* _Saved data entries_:
____________________
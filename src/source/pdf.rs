use std::path::{Path, PathBuf};
use std::process::{Command, Stdio};
use std::sync::atomic::{AtomicU64, Ordering};

use anyhow::Context as _;

use crate::foundation::error::{PtvError, PtvResult};
use crate::raster::bitmap::Bitmap;
use crate::source::decode::decode_image_file;
use crate::source::dir::sort_natural;

/// Rasterisation resolution used when none is configured.
pub const DEFAULT_PDF_DPI: u32 = 150;

/// `true` when poppler's `pdftoppm` answers `-v`.
pub fn is_pdftoppm_on_path() -> bool {
    Command::new("pdftoppm")
        .arg("-v")
        .stdout(Stdio::null())
        .stderr(Stdio::null())
        .status()
        .map(|s| s.success())
        .unwrap_or(false)
}

struct TempDirGuard(Option<PathBuf>);

impl TempDirGuard {
    fn create() -> PtvResult<Self> {
        static SEQ: AtomicU64 = AtomicU64::new(0);
        let path = std::env::temp_dir().join(format!(
            "ptv_pdf_{}_{}_{}",
            std::process::id(),
            SEQ.fetch_add(1, Ordering::Relaxed),
            std::time::SystemTime::now()
                .duration_since(std::time::UNIX_EPOCH)
                .map(|d| d.as_nanos())
                .unwrap_or(0)
        ));
        std::fs::create_dir_all(&path)
            .with_context(|| format!("create temporary directory '{}'", path.display()))?;
        Ok(Self(Some(path)))
    }

    fn path(&self) -> &Path {
        self.0.as_deref().unwrap_or_else(|| Path::new(""))
    }
}

impl Drop for TempDirGuard {
    fn drop(&mut self) {
        if let Some(path) = self.0.take() {
            let _ = std::fs::remove_dir_all(path);
        }
    }
}

/// Rasterise every page of `pdf` at `dpi`, in page order.
///
/// Pages that fail to decode are skipped with a warning. A document that `pdftoppm` cannot
/// open is a source error.
#[tracing::instrument(skip_all, fields(pdf = %pdf.display(), dpi = dpi))]
pub fn render_pdf_pages(pdf: &Path, dpi: u32) -> PtvResult<Vec<Bitmap>> {
    if dpi == 0 {
        return Err(PtvError::validation("pdf dpi must be non-zero"));
    }
    if !is_pdftoppm_on_path() {
        return Err(PtvError::source(
            "pdftoppm (poppler-utils) is required for PDF input, but was not found on PATH",
        ));
    }

    let tmp = TempDirGuard::create()?;
    let prefix = tmp.path().join("page");
    let out = Command::new("pdftoppm")
        .arg("-r")
        .arg(dpi.to_string())
        .arg("-png")
        .arg(pdf)
        .arg(&prefix)
        .stdin(Stdio::null())
        .stdout(Stdio::null())
        .stderr(Stdio::piped())
        .output()
        .map_err(|e| PtvError::source(format!("failed to spawn pdftoppm: {e}")))?;
    if !out.status.success() {
        return Err(PtvError::source(format!(
            "pdftoppm failed for '{}' with status {}: {}",
            pdf.display(),
            out.status,
            String::from_utf8_lossy(&out.stderr).trim()
        )));
    }

    let mut pages: Vec<PathBuf> = std::fs::read_dir(tmp.path())
        .with_context(|| format!("read directory '{}'", tmp.path().display()))?
        .filter_map(|e| e.ok().map(|e| e.path()))
        .filter(|p| p.extension().is_some_and(|e| e.eq_ignore_ascii_case("png")))
        .collect();
    sort_natural(&mut pages);

    let mut bitmaps = Vec::with_capacity(pages.len());
    for (i, page) in pages.iter().enumerate() {
        match decode_image_file(page) {
            Ok(b) => bitmaps.push(b),
            Err(e) => tracing::warn!(page = i + 1, "page skipped: {e}"),
        }
    }
    tracing::debug!(pages = bitmaps.len(), "pdf rasterised");
    Ok(bitmaps)
}

#[cfg(test)]
#[path = "../../tests/unit/source/pdf.rs"]
mod tests;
____________________
The lines above may hold the string "time". Say how many do, and give only that number.

* _RESPONSE TO THE TASK_: 2